Hersh had contended in his 1983 book that Desai, a former senior minister in Indira Gandhi's Cabinet, had passed on information to the CIA and was paid $20,000 a year by the agency. Desai had dismissed the allegations as a "scandalous and malicious lie" and filed a $50 million libel suit against Hersh.
Morarji Desai never worked for us, CIA director had said
Former PM Morarji Desai was 93 by the time his $50 million libel suit against journalist Seymour Hersh for calling him a CIA mole went to trial.
Then CIA director Richard Helms and erstwhile secretary of state Henry Kissinger testified under oath that Desai never acted in any capacity for the CIA, paid or otherwise. As the scandal erupted, some media reports claimed that while writing the book, Hersh was in regular touch with Indian diplomats posted in the US, and that he had shown them the draft chapter containing the controversial references to Desai.
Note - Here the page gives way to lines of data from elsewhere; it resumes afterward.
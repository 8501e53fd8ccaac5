//! Diagnostic extraction — reduces a LaTeX log to a short, user-facing summary.
//!
//! A failed run can produce thousands of log lines. The editor only needs the
//! handful that say what went wrong: TeX error lines start with `!`, and
//! package/class errors contain `Error` (e.g. `LaTeX Error: ...`).

use std::path::Path;

use tracing::debug;

/// Returned whenever the log is missing, unreadable, or has no error lines.
pub const GENERIC_FAILURE: &str = "compilation failed";
/// At most this many matching log lines are shown.
pub const MAX_SUMMARY_LINES: usize = 5;

/// Keeps the first `MAX_SUMMARY_LINES` error lines of `log`, joined by `\n`.
pub fn extract_summary(log: &str) -> String {
    let lines: Vec<&str> = log
        .lines()
        .map(|line| line.trim_end())
        .filter(|line| is_error_line(line))
        .take(MAX_SUMMARY_LINES)
        .collect();

    if lines.is_empty() {
        GENERIC_FAILURE.to_string()
    } else {
        lines.join("\n")
    }
}

/// Reads the log at `path` and summarizes it. Never fails: an absent or
/// unreadable log yields `GENERIC_FAILURE`.
pub async fn summarize_log_file(path: &Path) -> String {
    match tokio::fs::read(path).await {
        // TeX logs are not guaranteed to be UTF-8 (input encodings, 8-bit fonts).
        Ok(bytes) => extract_summary(&String::from_utf8_lossy(&bytes)),
        Err(e) => {
            debug!("No readable compile log at {path:?}: {e}");
            GENERIC_FAILURE.to_string()
        }
    }
}

fn is_error_line(line: &str) -> bool {
    line.starts_with('!') || line.contains("Error")
}

#[cfg(test)]
mod tests {
    use super::*;

    const BROKEN_DOCUMENT_LOG: &str = "\
This is pdfTeX, Version 3.141592653-2.6-1.40.25 (TeX Live 2023) (preloaded format=pdflatex)
entering extended mode
(./document.tex
LaTeX2e <2022-11-01> patch level 1
(/usr/share/texlive/texmf-dist/tex/latex/base/article.cls
Document Class: article 2022/07/02 v1.4n Standard LaTeX document class
)
! Emergency stop.
<*> document.tex

*** (job aborted, no legal \\end found)

!  ==> Fatal error occurred, no output PDF file produced!
";

    #[test]
    fn test_keeps_bang_lines() {
        let summary = extract_summary(BROKEN_DOCUMENT_LOG);
        assert_eq!(
            summary,
            "! Emergency stop.\n!  ==> Fatal error occurred, no output PDF file produced!"
        );
    }

    #[test]
    fn test_keeps_package_error_lines() {
        let log = "(./document.tex\n\
                   ! LaTeX Error: File `missing.sty' not found.\n\
                   Type X to quit or <RETURN> to proceed,\n\
                   Package hyperref Error: Wrong DVI mode driver option.\n";
        let summary = extract_summary(log);
        assert!(summary.contains("File `missing.sty' not found."));
        assert!(summary.contains("Package hyperref Error"));
        assert!(!summary.contains("Type X to quit"));
    }

    #[test]
    fn test_caps_at_five_lines() {
        let log: String = (1..=12)
            .map(|i| format!("! Undefined control sequence number {i}.\nl.{i} \\foo\n"))
            .collect();
        let summary = extract_summary(&log);
        let lines: Vec<&str> = summary.lines().collect();
        assert_eq!(lines.len(), MAX_SUMMARY_LINES);
        assert_eq!(lines[0], "! Undefined control sequence number 1.");
        assert_eq!(lines[4], "! Undefined control sequence number 5.");
    }

    #[test]
    fn test_no_error_lines_falls_back() {
        assert_eq!(
            extract_summary("Output written on document.pdf (1 page)."),
            GENERIC_FAILURE
        );
        assert_eq!(extract_summary(""), GENERIC_FAILURE);
    }

    #[test]
    fn test_lowercase_error_not_matched() {
        // Only the capitalized token marks an error line.
        assert_eq!(extract_summary("no errors here\n"), GENERIC_FAILURE);
    }

    #[tokio::test]
    async fn test_missing_log_file_falls_back() {
        let dir = tempfile::TempDir::new().unwrap();
        let summary = summarize_log_file(&dir.path().join("document.log")).await;
        assert_eq!(summary, GENERIC_FAILURE);
    }

    #[tokio::test]
    async fn test_non_utf8_log_is_read() {
        let dir = tempfile::TempDir::new().unwrap();
        let path = dir.path().join("document.log");
        let mut bytes = b"caf\xe9\n! Missing $ inserted.\n".to_vec();
        bytes.extend_from_slice(b"l.3 \xff\n");
        std::fs::write(&path, bytes).unwrap();

        assert_eq!(summarize_log_file(&path).await, "! Missing $ inserted.");
    }
}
New Delhi flatly denied these claims, perhaps because they suggested that the government did not move swiftly and aggressively to nip the grave charge against a former PM. P V Narasimha Rao, the then foreign minister, told Parliament that Hersh was not in touch with any Indian diplomat while writing his book. The newly declassified documents have a different story to tell.
"Mr Hersh has, however, been in touch with the embassy since it is a common practice for embassies in the United States to keep in contact with prominent journalists. In such informal contacts, the substance of the said allegations was mentioned to some of our officers who pointed out that during the period (1971), Shri Morarji Desai was not even in the Cabinet," a detailed note on the controversy in the MEA file shows. It was part of a "note for supplementaries", as a preparation ahead of a parliamentary discussion on the issue.
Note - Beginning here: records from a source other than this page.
//! Per-request compilation workspaces.
//!
//! Every compile gets `<root>/<uuid-v4>/` to itself: the source file, the
//! toolchain's log and auxiliary files, and the PDF all live there. Directory
//! names are the workspace ids, so retrieval by id never touches a path the
//! client controls.

use std::io;
use std::path::{Path, PathBuf};
use std::str::FromStr;
use std::time::Duration;

use anyhow::{bail, Context};
use chrono::{DateTime, Utc};
use tokio::task::JoinHandle;
use tracing::{debug, info, warn};
use uuid::Uuid;

pub const SOURCE_FILE: &str = "document.tex";
pub const LOG_FILE: &str = "document.log";
pub const ARTIFACT_FILE: &str = "document.pdf";

/// What happens to a workspace once the response no longer needs it.
#[derive(Debug, Clone, Copy, PartialEq, Eq)]
pub enum RetentionPolicy {
    /// Remove the directory as soon as its artifact or log has been read.
    DeleteAfterResponse,
    /// Leave directories in place; a background task removes any older than `max_age`.
    Sweep { max_age: Duration },
}

impl FromStr for RetentionPolicy {
    type Err = anyhow::Error;

    /// Accepts `delete` or `sweep:<seconds>`.
    fn from_str(s: &str) -> Result<Self, Self::Err> {
        let s = s.trim();
        if s.eq_ignore_ascii_case("delete") {
            return Ok(RetentionPolicy::DeleteAfterResponse);
        }
        if let Some(secs) = s.strip_prefix("sweep:") {
            let secs = secs
                .parse::<u64>()
                .with_context(|| format!("invalid sweep age '{secs}' in WORKSPACE_RETENTION"))?;
            return Ok(RetentionPolicy::Sweep {
                max_age: Duration::from_secs(secs),
            });
        }
        bail!("WORKSPACE_RETENTION must be 'delete' or 'sweep:<seconds>', got '{s}'")
    }
}

/// An isolated scratch directory owned by exactly one compile request.
#[derive(Debug, Clone)]
pub struct CompilationWorkspace {
    id: Uuid,
    dir: PathBuf,
}

impl CompilationWorkspace {
    pub fn id(&self) -> Uuid {
        self.id
    }

    pub fn dir(&self) -> &Path {
        &self.dir
    }

    pub fn source_path(&self) -> PathBuf {
        self.dir.join(SOURCE_FILE)
    }

    pub fn log_path(&self) -> PathBuf {
        self.dir.join(LOG_FILE)
    }

    pub fn artifact_path(&self) -> PathBuf {
        self.dir.join(ARTIFACT_FILE)
    }

    pub async fn write_source(&self, source: &str) -> io::Result<()> {
        tokio::fs::write(self.source_path(), source).await
    }
}

/// Creates, resolves and removes workspaces under a single root directory.
#[derive(Debug, Clone)]
pub struct WorkspaceManager {
    root: PathBuf,
}

impl WorkspaceManager {
    pub fn new(root: impl Into<PathBuf>) -> Self {
        Self { root: root.into() }
    }

    pub fn root(&self) -> &Path {
        &self.root
    }

    /// Creates a fresh workspace. `create_dir` (not `create_dir_all`) on the
    /// leaf means an existing directory is an error, never a shared workspace.
    pub async fn create(&self) -> io::Result<CompilationWorkspace> {
        tokio::fs::create_dir_all(&self.root).await?;

        let id = Uuid::new_v4();
        let dir = self.root.join(id.to_string());
        tokio::fs::create_dir(&dir).await?;

        debug!(workspace_id = %id, "Created compilation workspace");
        Ok(CompilationWorkspace { id, dir })
    }

    /// Resolves an existing workspace by id, if it is still on disk.
    pub async fn open(&self, id: Uuid) -> Option<CompilationWorkspace> {
        let dir = self.root.join(id.to_string());
        match tokio::fs::metadata(&dir).await {
            Ok(meta) if meta.is_dir() => Some(CompilationWorkspace { id, dir }),
            _ => None,
        }
    }

    pub async fn remove(&self, workspace: &CompilationWorkspace) -> io::Result<()> {
        tokio::fs::remove_dir_all(workspace.dir()).await?;
        debug!(workspace_id = %workspace.id(), "Removed compilation workspace");
        Ok(())
    }

    /// Removes workspaces last modified more than `max_age` ago.
    /// Only directories named by a UUID are considered. Returns how many were removed.
    pub async fn sweep(&self, max_age: Duration) -> io::Result<usize> {
        let max_age = chrono::Duration::from_std(max_age)
            .unwrap_or_else(|_| chrono::Duration::days(365 * 100));
        let cutoff = Utc::now() - max_age;

        let mut entries = match tokio::fs::read_dir(&self.root).await {
            Ok(entries) => entries,
            Err(e) if e.kind() == io::ErrorKind::NotFound => return Ok(0),
            Err(e) => return Err(e),
        };

        let mut removed = 0;
        while let Some(entry) = entries.next_entry().await? {
            let is_workspace = entry
                .file_name()
                .to_str()
                .is_some_and(|name| Uuid::parse_str(name).is_ok());
            if !is_workspace {
                continue;
            }

            let meta = entry.metadata().await?;
            if !meta.is_dir() {
                continue;
            }
            let modified: DateTime<Utc> = meta.modified()?.into();
            if modified >= cutoff {
                continue;
            }

            match tokio::fs::remove_dir_all(entry.path()).await {
                Ok(()) => removed += 1,
                // Another sweep or a delete-after-response got there first.
                Err(e) if e.kind() == io::ErrorKind::NotFound => {}
                Err(e) => warn!("Failed to sweep workspace {:?}: {e}", entry.path()),
            }
        }

        Ok(removed)
    }
}

/// Runs `sweep(max_age)` periodically for as long as the returned task lives.
pub fn spawn_sweeper(workspaces: WorkspaceManager, max_age: Duration) -> JoinHandle<()> {
    let period = (max_age / 2).max(Duration::from_secs(1));
    tokio::spawn(async move {
        let mut ticker = tokio::time::interval(period);
        loop {
            ticker.tick().await;
            match workspaces.sweep(max_age).await {
                Ok(0) => {}
                Ok(n) => info!("Swept {n} expired compilation workspaces"),
                Err(e) => warn!("Workspace sweep failed: {e}"),
            }
        }
    })
}

#[cfg(test)]
mod tests {
    use super::*;
    use tempfile::TempDir;

    #[tokio::test]
    async fn test_create_gives_distinct_directories() {
        let root = TempDir::new().unwrap();
        let manager = WorkspaceManager::new(root.path());

        let a = manager.create().await.unwrap();
        let b = manager.create().await.unwrap();

        assert_ne!(a.id(), b.id());
        assert_ne!(a.dir(), b.dir());
        assert!(a.dir().is_dir());
        assert!(b.dir().starts_with(root.path()));
    }

    #[tokio::test]
    async fn test_create_makes_missing_root() {
        let root = TempDir::new().unwrap();
        let manager = WorkspaceManager::new(root.path().join("nested").join("ws"));
        let ws = manager.create().await.unwrap();
        assert!(ws.dir().is_dir());
    }

    #[tokio::test]
    async fn test_write_source_lands_in_workspace() {
        let root = TempDir::new().unwrap();
        let manager = WorkspaceManager::new(root.path());
        let ws = manager.create().await.unwrap();

        ws.write_source("\\documentclass{article}").await.unwrap();

        let written = std::fs::read_to_string(ws.dir().join(SOURCE_FILE)).unwrap();
        assert_eq!(written, "\\documentclass{article}");
    }

    #[tokio::test]
    async fn test_open_and_remove() {
        let root = TempDir::new().unwrap();
        let manager = WorkspaceManager::new(root.path());
        let ws = manager.create().await.unwrap();

        assert!(manager.open(ws.id()).await.is_some());
        manager.remove(&ws).await.unwrap();
        assert!(manager.open(ws.id()).await.is_none());
    }

    #[tokio::test]
    async fn test_sweep_respects_age_and_skips_foreign_entries() {
        let root = TempDir::new().unwrap();
        let manager = WorkspaceManager::new(root.path());
        let ws = manager.create().await.unwrap();
        std::fs::create_dir(root.path().join("not-a-workspace")).unwrap();

        assert_eq!(manager.sweep(Duration::from_secs(3600)).await.unwrap(), 0);
        assert!(ws.dir().exists());

        tokio::time::sleep(Duration::from_millis(20)).await;
        assert_eq!(manager.sweep(Duration::ZERO).await.unwrap(), 1);
        assert!(!ws.dir().exists());
        assert!(root.path().join("not-a-workspace").exists());
    }

    #[tokio::test]
    async fn test_sweep_missing_root_is_noop() {
        let root = TempDir::new().unwrap();
        let manager = WorkspaceManager::new(root.path().join("never-created"));
        assert_eq!(manager.sweep(Duration::ZERO).await.unwrap(), 0);
    }

    #[test]
    fn test_retention_policy_parsing() {
        assert_eq!(
            "delete".parse::<RetentionPolicy>().unwrap(),
            RetentionPolicy::DeleteAfterResponse
        );
        assert_eq!(
            "sweep:90".parse::<RetentionPolicy>().unwrap(),
            RetentionPolicy::Sweep {
                max_age: Duration::from_secs(90)
            }
        );
        assert!("sweep:soon".parse::<RetentionPolicy>().is_err());
        assert!("forever".parse::<RetentionPolicy>().is_err());
    }
}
This paragraph is marked "for the FM's information only". Narasimha Rao kept to the script and did not reveal these details to the House in August 1983. Hersh claimed that in 1971, during the tense Indo-Pak standoff and war that led to the liberation of Bangladesh, the CIA had a contact in the Indian cabinet. He identified the CIA mole as Desai.
An Indian embassy cable dated November 16, 1979 to erstwhile MEA spokesman JN Dixit gave details of a lunch meeting between an IFS officer and the celebrity investigative reporter.
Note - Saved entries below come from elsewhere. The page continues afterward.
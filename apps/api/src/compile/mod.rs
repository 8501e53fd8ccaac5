// LaTeX -> PDF compilation pipeline.
// workspace: per-request scratch directories. invoker: runs the toolchain.
// diagnostics: turns a failed run's log into a short message. service: ties
// them together. handlers: the HTTP surface.

use std::str::FromStr;

use anyhow::bail;

pub mod diagnostics;
pub mod handlers;
pub mod invoker;
pub mod service;
pub mod workspace;

#[cfg(test)]
pub(crate) mod testing;

pub use invoker::{CompilerInvoker, InvocationOutcome, InvokerError, LatexInvoker};
pub use service::{CompilationResult, CompileService};
pub use workspace::{CompilationWorkspace, RetentionPolicy, WorkspaceManager};

/// How a successful compile hands the PDF back to the client.
#[derive(Debug, Clone, Copy, PartialEq, Eq)]
pub enum ArtifactDelivery {
    /// `{ pdf: "data:application/pdf;base64,..." }` in the compile response.
    Inline,
    /// `{ pdfUrl: "/api/v1/latex/artifacts/<id>" }`, fetched separately.
    Reference,
}

impl FromStr for ArtifactDelivery {
    type Err = anyhow::Error;

    fn from_str(s: &str) -> Result<Self, Self::Err> {
        match s.trim().to_ascii_lowercase().as_str() {
            "inline" => Ok(ArtifactDelivery::Inline),
            "reference" | "url" => Ok(ArtifactDelivery::Reference),
            other => bail!("ARTIFACT_DELIVERY must be 'inline' or 'reference', got '{other}'"),
        }
    }
}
"Hersh told me he had commenced work on his book which should be going into print around mid next year. He had already secured a large amount of hitherto highly classified information," the officer said in his cable.
The diplomat said he gave copies of books and articles to the journalist.
"On my suggestion, he has assured me that no reference will be made in his book to any part of it being based on Indian source material. On his part, he requested that the contents of our conversation should be kept completely confidential as he did not want Kissinger and others to know about his forthcoming book," he wrote to Dixit.